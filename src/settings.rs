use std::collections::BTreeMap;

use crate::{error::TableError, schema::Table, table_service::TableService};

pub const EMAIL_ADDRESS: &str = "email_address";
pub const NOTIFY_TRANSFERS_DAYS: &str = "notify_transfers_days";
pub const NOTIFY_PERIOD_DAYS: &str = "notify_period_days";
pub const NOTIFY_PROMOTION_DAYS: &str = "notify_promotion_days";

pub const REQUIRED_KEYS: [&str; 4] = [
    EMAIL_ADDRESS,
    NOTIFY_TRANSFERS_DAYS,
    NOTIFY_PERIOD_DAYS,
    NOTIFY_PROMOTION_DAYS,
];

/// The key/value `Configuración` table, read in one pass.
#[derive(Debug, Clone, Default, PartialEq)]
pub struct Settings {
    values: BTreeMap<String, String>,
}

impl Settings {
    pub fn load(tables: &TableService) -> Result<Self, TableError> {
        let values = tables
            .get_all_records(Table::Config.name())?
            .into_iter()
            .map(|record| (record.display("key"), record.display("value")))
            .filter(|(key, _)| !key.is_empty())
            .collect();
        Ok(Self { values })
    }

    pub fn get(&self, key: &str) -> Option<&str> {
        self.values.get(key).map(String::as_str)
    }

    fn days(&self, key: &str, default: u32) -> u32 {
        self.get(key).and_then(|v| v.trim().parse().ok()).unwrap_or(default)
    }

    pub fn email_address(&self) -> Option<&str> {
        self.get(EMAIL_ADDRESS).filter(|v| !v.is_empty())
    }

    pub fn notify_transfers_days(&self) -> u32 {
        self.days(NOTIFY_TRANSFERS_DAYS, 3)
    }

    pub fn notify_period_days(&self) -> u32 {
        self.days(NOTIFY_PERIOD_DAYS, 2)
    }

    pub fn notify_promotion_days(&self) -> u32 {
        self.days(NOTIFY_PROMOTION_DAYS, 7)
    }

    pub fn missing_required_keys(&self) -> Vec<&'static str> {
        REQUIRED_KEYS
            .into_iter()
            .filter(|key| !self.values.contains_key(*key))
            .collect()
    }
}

===============

• [Exercise] All lines with the word "const" are needed; pull them from the entries and copy each.

• [Solution to this problem]
pub const EMAIL_ADDRESS: &str = "email_address";
pub const NOTIFY_TRANSFERS_DAYS: &str = "notify_transfers_days";
pub const NOTIFY_PERIOD_DAYS: &str = "notify_period_days";
pub const NOTIFY_PROMOTION_DAYS: &str = "notify_promotion_days";
pub const REQUIRED_KEYS: [&str; 4] = [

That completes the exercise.